The train was there, waiting. Waiting to take her on to eternal rest – or the next great adventure, as he would say. Ariana didn't know if the shiny red train's final destination was an adventure or not, but she wasn't going to make the adventure alone. Not without Albus.

She'd lost her sanity at six, died at fifteen. Although the madness had cleared and Ariana saw this middle-road as it truly was, remnants of the trauma remained with her. She feared the unknown, feared change, and feared moving onwards without one of her brothers by her side.

So she'd stayed, and waited. Ariana had stayed in this strange in-between place for one hundred and fifty years, waiting and watching all the people go by. Some of them looked kind and generous, some looked scared, some looked guilty and yet others didn't believe that they were dead. Ariana had watched wistfully as people boarded their trains and went on, and had hoped that time here passed quickly.

And now her waiting was over. Ariana stood from the bench, warmed by being made her ethereal home for the many years she'd been delaying, and looked around. Surely he would appear close by. He had to.

Ariana knew from experienced observations that the farther away from the train one appeared, the more likely one was to return to the living world as a ghost. Ariana prayed out loud that Albus wouldn't want to do that. She couldn't bear to be parted from him again, but neither could she imagine an eternal return to the world that had caused her so much pain.

"I caused it," a low sad voice said. Ariana spun around, panicking for a moment – no one had spoken to her here in all the time she'd waited. She came face to face with an old, white-haired man.
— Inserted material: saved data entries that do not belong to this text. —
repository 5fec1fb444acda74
//! Token persistence.
//!
//! "Remember me" keeps tokens in localStorage; otherwise they live in
//! sessionStorage and die with the tab. Reads check local first.

use web_sys::window;

const ACCESS_TOKEN_KEY: &str = "access_token";
const REFRESH_TOKEN_KEY: &str = "refresh_token";

fn get_local_storage() -> Option<web_sys::Storage> {
    window()?.local_storage().ok()?
}

fn get_session_storage() -> Option<web_sys::Storage> {
    window()?.session_storage().ok()?
}

fn read(key: &str) -> Option<String> {
    let local = get_local_storage().and_then(|s| s.get_item(key).ok().flatten());
    local.or_else(|| get_session_storage().and_then(|s| s.get_item(key).ok().flatten()))
}

/// Save both tokens, in localStorage when `remember` is set.
pub fn save_tokens(access: &str, refresh: &str, remember: bool) {
    clear_tokens();
    let storage = if remember {
        get_local_storage()
    } else {
        get_session_storage()
    };
    if let Some(storage) = storage {
        let _ = storage.set_item(ACCESS_TOKEN_KEY, access);
        let _ = storage.set_item(REFRESH_TOKEN_KEY, refresh);
    }
}

/// Replace the access token wherever the refresh token lives.
pub fn save_access_token(token: &str) {
    let in_local = get_local_storage()
        .and_then(|s| s.get_item(REFRESH_TOKEN_KEY).ok().flatten())
        .is_some();
    let storage = if in_local {
        get_local_storage()
    } else {
        get_session_storage()
    };
    if let Some(storage) = storage {
        let _ = storage.set_item(ACCESS_TOKEN_KEY, token);
    }
}

pub fn get_access_token() -> Option<String> {
    read(ACCESS_TOKEN_KEY)
}

pub fn get_refresh_token() -> Option<String> {
    read(REFRESH_TOKEN_KEY)
}

/// Clear all authentication tokens from both storages
pub fn clear_tokens() {
    for storage in [get_local_storage(), get_session_storage()].into_iter().flatten() {
        let _ = storage.remove_item(ACCESS_TOKEN_KEY);
        let _ = storage.remove_item(REFRESH_TOKEN_KEY);
    }
}
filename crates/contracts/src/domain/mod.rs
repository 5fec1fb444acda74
pub mod course;
use leptos::prelude::*;

/// Label, input slot and the field's validation message.
#[component]
pub fn FormField(
    #[prop(into)] label: String,
    #[prop(into)] error: Signal<Option<String>>,
    children: Children,
) -> impl IntoView {
    view! {
        <div class="form__group" class:form__group--invalid=move || error.get().is_some()>
            <label class="form__label">{label}</label>
            {children()}
            {move || error.get().map(|e| view! { <span class="form__error">{e}</span> })}
        </div>
    }
}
His physical appearance had changed drastically since the last time Ariana had set eyes on him, and the proud sparkle of joy and arrogance in his eyes had disappeared. Nonetheless, Albus Dumbledore was as easy for Ariana to recognise as the day she died, and she flung her arms around him.

"I'm so sorry," Albus murmured, hugging her tight. "I'm so sorry I was a terrible brother to you, Ariana." Ariana looked up, and one of the tears running down Albus' cheek fell onto her forehead.

"I forgive you," she said, the childish innocence she'd had in life still lingering in her voice.

Ariana knew that in a few moments, Albus would ask her who cast the curse who killed her. But Ariana had had years to accept the identity of her accidental killer and she had no wish to dig the connecting emotions up again. However much Albus would wheedle and beg and even plead, Ariana knew that she would keep the knowledge to herself. No one needed to know. Not Albus, not Aberforth, not Gellert. It was a secret that Ariana had left behind in the world of life.